Intra-operative findings were a uterus with fallopian tubes whose fimbrial ends contained gonads. The antimesenteric border of the gonad had cystic structure, suggestive of an ovotestis. The vas deference could not be distinctively identified. Gonadal biopsy was performed bilaterally.

The parents have failed to present the child for further management over 24 months later despite repeated phone calls to them. His biopsy result revealed atrophic testicular tissue bilaterally.


   Discussion Top


PMDS is a rare form of internal male pseudohermaphroditism, in which uterus and fallopian tubes are present in a normal male, karyotype 46XY. Normal male sexual differentiation is dependent on at least two factors: testosterone and Mullerian inhibitory factor (MIF) produced by the testis, the latter being responsible for the regression of the Mullerian structures in the male foetus. In the absence of MIF, therefore, the Mullerian duct differentiates into the fallopian tube, uterus and upper vagina. [5] The proposed aetiologies for PMDS are deficiency of MIF, abnormality in its receptor or failure to produce MIF before the 8 th foetal week. [2],[5] The mode of transmission is considered genetically heterogeneous and the presence of consanguinity in some cases and the occurrence of PMDS in several pairs of brothers suggest autosomal recessive male-restricted transmission. [6]
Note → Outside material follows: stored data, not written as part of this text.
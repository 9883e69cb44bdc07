//! Message dispatch on top of a [`Transport`].
//!
//! A [`Peer`] drains its transport once per tick and routes every packet:
//! system packets go to the handler registered for their
//! [`SystemEventKind`] (with logging and status fan-out as defaults), data
//! packets go to the handler registered for their leading message tag.
//! Handlers receive the caller's context `C` and the transport, so state
//! lives with the caller instead of in globals.

use crate::codec::{decode_status, split_message, PacketReader};
use crate::error::NetError;
use crate::protocol::{
    Connection, ConnectionStatus, IncomingPacket, MessageType, PacketKind, SystemEventKind,
};
use crate::transport::Transport;
use std::collections::HashMap;
use tracing::{debug, error, trace, warn};

/// Handler for one class of system packet.
pub type SystemHandler<T, C> = Box<dyn FnMut(&mut C, &mut T, &IncomingPacket)>;

/// Handler for one application message type; receives the payload after the tag.
pub type MessageHandler<T, C> =
    Box<dyn FnMut(&mut C, &mut T, &Connection, &[u8]) -> Result<(), NetError>>;

/// Observer notified of every status change.
pub type StatusObserver<T, C> = Box<dyn FnMut(&mut C, &mut T, &StatusChange)>;

/// A decoded status packet.
#[derive(Debug, Clone, PartialEq, Eq)]
pub struct StatusChange {
    /// Affected connection.
    pub connection: Connection,
    /// New status.
    pub status: ConnectionStatus,
    /// Reason supplied by whoever caused the change; may be empty.
    pub reason: String,
}

impl StatusChange {
    /// Decode a status packet.
    pub fn from_packet(packet: &IncomingPacket) -> Result<Self, NetError> {
        let connection = packet
            .connection
            .clone()
            .ok_or_else(|| NetError::malformed("status packet without connection"))?;
        let (status, reason) = decode_status(&packet.payload)?;
        Ok(Self {
            connection,
            status,
            reason,
        })
    }
}

/// Counters from one [`Peer::pump`].
#[derive(Debug, Clone, Copy, Default, PartialEq, Eq)]
pub struct PumpStats {
    /// Packets taken from the transport.
    pub packets: usize,
    /// Packets handled.
    pub dispatched: usize,
    /// Packets dropped as unknown or malformed.
    pub dropped: usize,
}

/// Transport plus handler tables.
pub struct Peer<T, C> {
    tag: &'static str,
    transport: T,
    system_handlers: HashMap<SystemEventKind, SystemHandler<T, C>>,
    message_handlers: HashMap<u8, MessageHandler<T, C>>,
    status_observers: Vec<StatusObserver<T, C>>,
}

impl<T: Transport, C> Peer<T, C> {
    /// Wrap a transport. The log tag follows its role.
    pub fn new(transport: T) -> Self {
        Self {
            tag: transport.role().tag(),
            transport,
            system_handlers: HashMap::new(),
            message_handlers: HashMap::new(),
            status_observers: Vec::new(),
        }
    }

    /// Log tag (`"server"` or `"client"`).
    pub fn tag(&self) -> &'static str {
        self.tag
    }

    /// Install the handler for a system packet kind, replacing any previous one.
    pub fn set_system_handler(
        &mut self,
        kind: SystemEventKind,
        handler: impl FnMut(&mut C, &mut T, &IncomingPacket) + 'static,
    ) {
        if self
            .system_handlers
            .insert(kind, Box::new(handler))
            .is_some()
        {
            debug!(peer = self.tag, ?kind, "replaced system handler");
        }
    }

    /// Register the handler for an application message tag.
    ///
    /// A tag can only be registered once; the first handler stays.
    pub fn register_handler(
        &mut self,
        message_type: u8,
        handler: impl FnMut(&mut C, &mut T, &Connection, &[u8]) -> Result<(), NetError> + 'static,
    ) -> Result<(), NetError> {
        if self.message_handlers.contains_key(&message_type) {
            error!(
                peer = self.tag,
                message_type, "handler already registered for message type"
            );
            return Err(NetError::DuplicateHandler(message_type));
        }
        self.message_handlers
            .insert(message_type, Box::new(handler));
        Ok(())
    }

    /// Add an observer for status changes.
    pub fn on_status_change(
        &mut self,
        observer: impl FnMut(&mut C, &mut T, &StatusChange) + 'static,
    ) {
        self.status_observers.push(Box::new(observer));
    }

    /// Drain every queued packet and dispatch it. Never blocks.
    pub fn pump(&mut self, ctx: &mut C) -> PumpStats {
        let mut stats = PumpStats::default();
        if !self.transport.is_running() {
            return stats;
        }
        while let Some(packet) = self.transport.poll() {
            stats.packets += 1;
            match self.dispatch(ctx, &packet) {
                Ok(()) => stats.dispatched += 1,
                Err(err) => {
                    stats.dropped += 1;
                    let from = packet.connection.as_ref().map(|c| c.to_string());
                    warn!(peer = self.tag, from = ?from, "dropped packet: {err}");
                }
            }
        }
        if stats.packets > 0 {
            trace!(peer = self.tag, ?stats, "pumped");
        }
        stats
    }

    fn dispatch(&mut self, ctx: &mut C, packet: &IncomingPacket) -> Result<(), NetError> {
        let Self {
            tag,
            transport,
            system_handlers,
            message_handlers,
            status_observers,
        } = self;

        let kind = match packet.kind {
            PacketKind::Data => {
                let connection = packet
                    .connection
                    .as_ref()
                    .ok_or_else(|| NetError::malformed("data packet without connection"))?;
                let (message_type, payload) = split_message(&packet.payload)?;
                let handler = message_handlers
                    .get_mut(&message_type)
                    .ok_or(NetError::UnknownMessageType(message_type))?;
                debug!(
                    peer = *tag,
                    %connection,
                    message = ?MessageType::from_u8(message_type),
                    bytes = payload.len(),
                    "message"
                );
                return handler(ctx, transport, connection, payload);
            }
            PacketKind::System(kind) => kind,
        };

        if let Some(handler) = system_handlers.get_mut(&kind) {
            handler(ctx, transport, packet);
            return Ok(());
        }

        match kind {
            SystemEventKind::StatusChanged => {
                let change = StatusChange::from_packet(packet)?;
                debug!(
                    peer = *tag,
                    connection = %change.connection,
                    status = %change.status,
                    reason = %change.reason,
                    "status changed"
                );
                for observer in status_observers.iter_mut() {
                    observer(&mut *ctx, &mut *transport, &change);
                }
            }
            SystemEventKind::ConnectionApproval => {
                let connection = packet
                    .connection
                    .as_ref()
                    .ok_or_else(|| NetError::malformed("approval without connection"))?;
                warn!(peer = *tag, %connection, "no approval handler, refusing connection");
                transport.deny(connection.id(), "Connection refused")?;
            }
            SystemEventKind::DebugMessage => {
                debug!(peer = *tag, "{}", diagnostic_text(packet));
            }
            SystemEventKind::WarningMessage => {
                warn!(peer = *tag, "{}", diagnostic_text(packet));
            }
            SystemEventKind::ErrorMessage => {
                error!(peer = *tag, "{}", diagnostic_text(packet));
            }
        }
        Ok(())
    }

    /// Shared access to the transport.
    pub fn transport(&self) -> &T {
        &self.transport
    }

    /// Mutable access to the transport, for sending.
    pub fn transport_mut(&mut self) -> &mut T {
        &mut self.transport
    }
}

fn diagnostic_text(packet: &IncomingPacket) -> String {
    PacketReader::new(&packet.payload)
        .read_str()
        .unwrap_or_else(|_| String::from_utf8_lossy(&packet.payload).into_owned())
}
Without a high index of suspicion, PMDS is usually an unexpected finding at surgery [1],[7],[8],[9] This was the case in this patient. There are two anatomic types or forms, classified as "male" or "female". [2] The male form, also called hernia uteri inguinal, is more commonly encountered. Here, one testis is usually normally descended in the scrotal sac. The uterus and ipsilateral fallopian tube and, sometimes, the contralateral testis and tubes are either in the inguinal canal or can be brought into the inguinal canal by gentle traction on the presenting testis. [7] The less-common female form is characterized by bilateral cryptorchidism, with the testes embedded in the broad ligament in an "ovarian" position with respect to the uterus, which is fixed to the pelvis. The vas deferens are usually found to be intimately adherent to the lateral walls of the uterus and course along the cervix in these two anatomic forms of PMDS. [7] PMDS has been reported in association with transverse testicular ectopia, a rare anomaly in which the testis is seen in the contralateral inguinal canal or in the hemiscrotum. [9] This was first described in 1895 by Jordan. [10] Also reported is the association with testicular tumours, although the incidence of malignant transformation in these patients is similar to the rate in abdominal testes in otherwise normal men. [10] Virilisation generally remains unaffected, but infertility is common because most patients have azoospermia. [9],[10]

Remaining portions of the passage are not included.